Benefits from optimising images are:

  1. Freeing disk space in your hosting plan quota.
  2. Reducing bandwidth. If the one Original Photo example below were viewed only twice a day for a month it would use one gigabyte of traffic per month. Imagine the bandwidth required if there were several similar sized photos viewed several times a day.
  3. Web pages load faster if images use less space. Remember not all your visitors will have a good ADSL2+ connection to the internet. Web pages that take time to fully load may discourage some from waiting around.

To optimise images for a web page there are three stages.
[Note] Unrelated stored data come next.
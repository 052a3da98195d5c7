//! Errors raised while talking to the banking backend

/// Failure of a single backend call
///
/// Every variant collapses into one banner message through `Display`; the
/// console does not distinguish validation, authorization or server faults.
#[derive(Debug, Clone, PartialEq, thiserror::Error)]
pub enum ApiError {
    /// The request never produced a response (connection refused, timeout...)
    #[error("Request failed: {0}")]
    Request(String),
    /// The backend answered with a non-2xx status
    #[error("Request failed with status code {status}: {body}")]
    Status { status: u16, body: String },
    /// The response body did not match the expected shape
    #[error("Could not read server response: {0}")]
    Decode(String),
}

impl From<reqwest::Error> for ApiError {
    fn from(err: reqwest::Error) -> Self {
        if err.is_decode() {
            ApiError::Decode(err.to_string())
        } else {
            ApiError::Request(err.to_string())
        }
    }
}

impl From<serde_json::Error> for ApiError {
    fn from(err: serde_json::Error) -> Self {
        ApiError::Decode(err.to_string())
    }
}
  1. Crop unnecessary white space from the image. The subject of your photo will then appear closer.
  2. Resize photos to fit the web page. A photo straight from a digital camera may print out as a large poster. A web page must display on monitors much smaller than a poster.
  3. Compress the image (compression available in JPEG/JPG format images). An image compressed 33% will not look any different on a web page to an uncompressed image.

Example: Here are thumbnail images of an example photo shown as uncropped, cropped, resized and compressed. Note how the 1,588 Kb (1.55 MB) image can be safely reduced to 37 Kb but still look the same resolution quality.

Click each thumbnail to check that there is no difference in quality between each stage. Notice how long each takes to load to the screen.

Original photo
Original photo
1181 x 1181 pixels
1,588 Kb
Cropped

Cropped photo
1041 x 870 pixels
443 Kb
Resized

Resized
700 x 585 pixels
205 Kb
Resized + compressed 20%

Compressed 20%
700 x 585 pixels
50 Kb
Resized + compressed 33%

Compressed 33%
700 x 585 pixels
37 Kb

Most graphic programs provide facilities to optimise photos. The most popular and expensive one is Photoshop, but a search of Google will find shareware software. We recommend PaintShopPro version 7.04 which is can be downloaded free.

Be aware that every time you open and save a JPG image its quality diminishes slightly. If you think you may edit the file more than once, do any editing of the original in a different format, e.g. TIF or RAW, before saving as a JPG.

When uploading to WordPress you will be offered a choice of standard dimensions or the original dimensions. This may or may not suit you. The catch is that whatever you choose, the original image and the standard resized images will be stored on the server and may eat into the disk space quota you pay for. So it’s best to optimise photos before uploading to WordPress and other Content Management Systems.